# [Work to complete]
Once you have read the records below, write them all out exactly as given.

━━ Given entries

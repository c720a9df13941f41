//! # Configuration Module - Session Policy Settings
//!
//! Policy constants for a typing session: how long a test may run, how often the
//! clocks tick, and how power-mode particles behave.
//!
//! ```rust
//! use rote::config::Configuration;
//! use web_time::Duration;
//!
//! // Use default configuration
//! let config = Configuration::default();
//! assert_eq!(config.max_test_time, Duration::from_secs(600));
//!
//! // Shorter tests, bigger bursts
//! let config = Configuration {
//!     max_test_time: Duration::from_secs(120),
//!     burst_size: 8,
//!     ..Configuration::default()
//! };
//! ```

use web_time::Duration;

/// Runtime configuration for a typing session
#[derive(Debug, Clone, PartialEq)]
pub struct Configuration {
    /// A session still in progress after this long fails
    ///
    /// **Default**: 600 seconds
    pub max_test_time: Duration,

    /// Period of the session clock. The elapsed time and the timeout are only
    /// evaluated on this tick.
    ///
    /// **Default**: 1 second
    pub clock_interval: Duration,

    /// Period of the particle simulation
    ///
    /// **Default**: 8 milliseconds
    pub particle_interval: Duration,

    /// Particles spawned per correctly typed character in power-mode
    ///
    /// **Default**: 5
    pub burst_size: usize,

    /// Particle physics applied on every particle tick
    pub physics: ParticlePhysics,
}

impl Default for Configuration {
    fn default() -> Self {
        Self {
            max_test_time: Duration::from_secs(600),
            clock_interval: Duration::from_secs(1),
            particle_interval: Duration::from_millis(8),
            burst_size: 5,
            physics: ParticlePhysics::default(),
        }
    }
}

/// Constants driving the particle simulation.
///
/// Distances are in abstract pixels; hosts scale them to their own coordinate space.
#[derive(Debug, Clone, Copy, PartialEq)]
pub struct ParticlePhysics {
    /// Added to the vertical velocity every tick
    pub gravity: f64,
    /// Subtracted from the opacity every tick
    pub decay: f64,
    /// Horizontal launch velocity is drawn from `-spread_x..spread_x`
    pub spread_x: f64,
    /// Vertical launch velocity is drawn from `lift_min..lift_max`
    pub lift_min: f64,
    pub lift_max: f64,
    /// Particle size range
    pub size_min: f64,
    pub size_max: f64,
    /// Colour saturation and lightness in percent. The hue is random.
    pub saturation: f64,
    pub lightness: f64,
}

impl Default for ParticlePhysics {
    fn default() -> Self {
        Self {
            gravity: 0.1,
            decay: 0.02,
            spread_x: 2.0,
            lift_min: -4.2,
            lift_max: 1.8,
            size_min: 2.0,
            size_max: 7.0,
            saturation: 90.0,
            lightness: 65.0,
        }
    }
}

━━━━

# [Result of the exercise]
repository c720a9df13941f41
//! # Configuration Module - Session Policy Settings
//!
//! Policy constants for a typing session: how long a test may run, how often the
//! clocks tick, and how power-mode particles behave.
//!
//! ```rust
//! use rote::config::Configuration;
//! use web_time::Duration;
//!
//! // Use default configuration
//! let config = Configuration::default();
//! assert_eq!(config.max_test_time, Duration::from_secs(600));
//!
//! // Shorter tests, bigger bursts
//! let config = Configuration {
//!     max_test_time: Duration::from_secs(120),
//!     burst_size: 8,
//!     ..Configuration::default()
//! };
//! ```

use web_time::Duration;

/// Runtime configuration for a typing session
#[derive(Debug, Clone, PartialEq)]
pub struct Configuration {
    /// A session still in progress after this long fails
    ///
    /// **Default**: 600 seconds
    pub max_test_time: Duration,

    /// Period of the session clock. The elapsed time and the timeout are only
    /// evaluated on this tick.
    ///
    /// **Default**: 1 second
    pub clock_interval: Duration,

    /// Period of the particle simulation
    ///
    /// **Default**: 8 milliseconds
    pub particle_interval: Duration,

    /// Particles spawned per correctly typed character in power-mode
    ///
    /// **Default**: 5
    pub burst_size: usize,

    /// Particle physics applied on every particle tick
    pub physics: ParticlePhysics,
}

impl Default for Configuration {
    fn default() -> Self {
        Self {
            max_test_time: Duration::from_secs(600),
            clock_interval: Duration::from_secs(1),
            particle_interval: Duration::from_millis(8),
            burst_size: 5,
            physics: ParticlePhysics::default(),
        }
    }
}

/// Constants driving the particle simulation.
///
/// Distances are in abstract pixels; hosts scale them to their own coordinate space.
#[derive(Debug, Clone, Copy, PartialEq)]
pub struct ParticlePhysics {
    /// Added to the vertical velocity every tick
    pub gravity: f64,
    /// Subtracted from the opacity every tick
    pub decay: f64,
    /// Horizontal launch velocity is drawn from `-spread_x..spread_x`
    pub spread_x: f64,
    /// Vertical launch velocity is drawn from `lift_min..lift_max`
    pub lift_min: f64,
    pub lift_max: f64,
    /// Particle size range
    pub size_min: f64,
    pub size_max: f64,
    /// Colour saturation and lightness in percent. The hue is random.
    pub saturation: f64,
    pub lightness: f64,
}

impl Default for ParticlePhysics {
    fn default() -> Self {
        Self {
            gravity: 0.1,
            decay: 0.02,
            spread_x: 2.0,
            lift_min: -4.2,
            lift_max: 1.8,
            size_min: 2.0,
            size_max: 7.0,
            saturation: 90.0,
            lightness: 65.0,
        }
    }
}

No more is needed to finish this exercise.